▶ **WHAT YOU SHOULD DO**
Please give back word for word the lines below, from the first one through the one with "use crate::application::use_cases::auth::EmailSender;".

▶ **Records contained in a dataset**
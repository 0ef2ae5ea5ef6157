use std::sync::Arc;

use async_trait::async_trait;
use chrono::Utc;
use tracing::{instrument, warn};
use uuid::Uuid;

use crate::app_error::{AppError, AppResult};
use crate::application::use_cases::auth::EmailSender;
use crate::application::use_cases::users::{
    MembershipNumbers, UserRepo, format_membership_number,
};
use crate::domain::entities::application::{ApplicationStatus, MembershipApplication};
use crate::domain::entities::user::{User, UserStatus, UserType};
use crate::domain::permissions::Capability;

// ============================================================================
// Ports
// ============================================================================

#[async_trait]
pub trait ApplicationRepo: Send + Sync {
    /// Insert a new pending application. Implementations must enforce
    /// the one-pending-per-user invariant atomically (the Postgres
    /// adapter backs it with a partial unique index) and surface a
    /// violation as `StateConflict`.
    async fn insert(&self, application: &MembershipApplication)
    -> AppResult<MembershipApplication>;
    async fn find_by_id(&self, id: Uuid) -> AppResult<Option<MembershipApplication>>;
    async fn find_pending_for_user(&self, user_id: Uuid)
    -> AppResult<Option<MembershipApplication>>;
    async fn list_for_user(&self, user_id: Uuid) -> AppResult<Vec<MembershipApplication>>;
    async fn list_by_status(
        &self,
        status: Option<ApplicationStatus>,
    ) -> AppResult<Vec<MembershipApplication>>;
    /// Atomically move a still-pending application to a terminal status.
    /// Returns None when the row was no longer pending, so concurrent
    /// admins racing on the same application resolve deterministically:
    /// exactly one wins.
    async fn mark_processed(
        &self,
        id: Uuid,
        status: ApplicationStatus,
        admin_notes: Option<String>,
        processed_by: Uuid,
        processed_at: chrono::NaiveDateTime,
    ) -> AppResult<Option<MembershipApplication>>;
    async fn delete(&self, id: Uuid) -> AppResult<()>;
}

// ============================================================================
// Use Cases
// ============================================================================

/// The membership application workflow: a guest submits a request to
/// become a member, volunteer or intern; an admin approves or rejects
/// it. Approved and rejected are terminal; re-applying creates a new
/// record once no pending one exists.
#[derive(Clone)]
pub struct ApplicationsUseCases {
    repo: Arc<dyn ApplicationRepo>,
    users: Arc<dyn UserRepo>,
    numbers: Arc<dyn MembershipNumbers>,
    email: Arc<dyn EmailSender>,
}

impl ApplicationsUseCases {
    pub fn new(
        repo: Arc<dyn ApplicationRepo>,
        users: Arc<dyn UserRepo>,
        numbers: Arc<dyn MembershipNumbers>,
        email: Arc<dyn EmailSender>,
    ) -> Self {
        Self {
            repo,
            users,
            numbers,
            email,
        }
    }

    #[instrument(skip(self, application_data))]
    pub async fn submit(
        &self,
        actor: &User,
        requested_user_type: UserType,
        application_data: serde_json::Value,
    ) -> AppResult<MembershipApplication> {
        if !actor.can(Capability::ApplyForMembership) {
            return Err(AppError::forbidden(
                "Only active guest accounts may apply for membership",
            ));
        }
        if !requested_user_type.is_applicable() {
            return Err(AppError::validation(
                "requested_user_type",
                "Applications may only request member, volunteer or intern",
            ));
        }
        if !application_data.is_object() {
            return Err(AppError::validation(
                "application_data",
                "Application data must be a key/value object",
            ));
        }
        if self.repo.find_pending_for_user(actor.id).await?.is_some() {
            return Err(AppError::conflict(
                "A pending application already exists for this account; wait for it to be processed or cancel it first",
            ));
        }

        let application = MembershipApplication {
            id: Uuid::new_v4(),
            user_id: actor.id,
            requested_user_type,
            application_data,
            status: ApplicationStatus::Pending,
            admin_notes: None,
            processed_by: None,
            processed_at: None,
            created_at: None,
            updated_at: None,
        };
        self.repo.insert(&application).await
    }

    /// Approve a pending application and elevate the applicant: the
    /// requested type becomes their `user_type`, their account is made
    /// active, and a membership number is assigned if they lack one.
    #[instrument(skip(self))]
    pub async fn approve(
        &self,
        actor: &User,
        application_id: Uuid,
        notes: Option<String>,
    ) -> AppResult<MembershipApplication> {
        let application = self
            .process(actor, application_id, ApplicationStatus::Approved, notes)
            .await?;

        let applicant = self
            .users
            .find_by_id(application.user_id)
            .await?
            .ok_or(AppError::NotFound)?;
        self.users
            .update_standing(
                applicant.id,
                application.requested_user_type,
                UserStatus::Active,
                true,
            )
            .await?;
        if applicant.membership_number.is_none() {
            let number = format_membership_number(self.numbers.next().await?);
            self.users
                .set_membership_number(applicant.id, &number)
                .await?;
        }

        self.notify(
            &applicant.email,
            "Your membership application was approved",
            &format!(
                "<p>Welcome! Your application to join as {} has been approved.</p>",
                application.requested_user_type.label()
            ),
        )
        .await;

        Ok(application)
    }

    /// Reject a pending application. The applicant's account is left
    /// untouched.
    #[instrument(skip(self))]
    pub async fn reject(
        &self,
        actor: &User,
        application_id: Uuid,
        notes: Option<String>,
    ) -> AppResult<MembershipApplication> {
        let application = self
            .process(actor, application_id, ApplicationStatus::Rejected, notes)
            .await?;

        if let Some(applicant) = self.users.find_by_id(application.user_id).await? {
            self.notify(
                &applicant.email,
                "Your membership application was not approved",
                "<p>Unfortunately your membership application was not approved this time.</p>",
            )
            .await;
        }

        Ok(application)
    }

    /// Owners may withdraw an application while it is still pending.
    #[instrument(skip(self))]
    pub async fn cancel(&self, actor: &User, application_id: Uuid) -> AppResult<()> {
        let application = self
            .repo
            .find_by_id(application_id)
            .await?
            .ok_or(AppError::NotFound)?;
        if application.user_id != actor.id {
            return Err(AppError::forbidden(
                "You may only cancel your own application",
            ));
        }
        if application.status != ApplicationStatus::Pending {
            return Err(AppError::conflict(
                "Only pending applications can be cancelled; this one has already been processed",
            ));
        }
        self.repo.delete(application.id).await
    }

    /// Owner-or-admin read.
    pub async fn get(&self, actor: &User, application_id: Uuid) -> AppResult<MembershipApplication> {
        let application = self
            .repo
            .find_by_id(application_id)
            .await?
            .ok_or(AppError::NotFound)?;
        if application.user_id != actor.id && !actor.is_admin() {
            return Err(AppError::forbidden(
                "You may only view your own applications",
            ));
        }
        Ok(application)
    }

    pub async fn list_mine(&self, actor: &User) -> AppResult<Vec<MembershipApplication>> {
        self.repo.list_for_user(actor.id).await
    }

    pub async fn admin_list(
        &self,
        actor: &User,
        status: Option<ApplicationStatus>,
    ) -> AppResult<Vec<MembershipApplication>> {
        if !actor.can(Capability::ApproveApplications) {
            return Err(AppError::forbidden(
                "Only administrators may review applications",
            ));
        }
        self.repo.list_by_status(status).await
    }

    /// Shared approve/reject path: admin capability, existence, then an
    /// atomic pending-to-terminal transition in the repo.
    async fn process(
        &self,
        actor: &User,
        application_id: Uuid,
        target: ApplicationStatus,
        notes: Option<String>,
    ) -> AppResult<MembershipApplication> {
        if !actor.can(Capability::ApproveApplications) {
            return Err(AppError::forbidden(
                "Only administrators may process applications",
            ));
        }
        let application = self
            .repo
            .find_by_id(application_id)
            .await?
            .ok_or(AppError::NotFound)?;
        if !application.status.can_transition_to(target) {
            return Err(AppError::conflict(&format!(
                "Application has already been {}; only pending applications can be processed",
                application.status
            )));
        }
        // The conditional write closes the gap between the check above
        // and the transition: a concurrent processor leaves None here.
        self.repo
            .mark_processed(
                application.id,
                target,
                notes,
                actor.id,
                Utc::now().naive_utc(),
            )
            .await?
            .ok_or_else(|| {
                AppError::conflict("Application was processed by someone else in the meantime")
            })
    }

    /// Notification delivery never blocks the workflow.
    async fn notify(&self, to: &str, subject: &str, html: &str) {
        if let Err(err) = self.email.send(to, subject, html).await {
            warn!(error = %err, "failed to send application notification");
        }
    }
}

▶ **TASK ANSWER**
repository 0ef2ae5ea5ef6157
use std::sync::Arc;

use async_trait::async_trait;
use chrono::Utc;
use tracing::{instrument, warn};
use uuid::Uuid;

use crate::app_error::{AppError, AppResult};
use crate::application::use_cases::auth::EmailSender;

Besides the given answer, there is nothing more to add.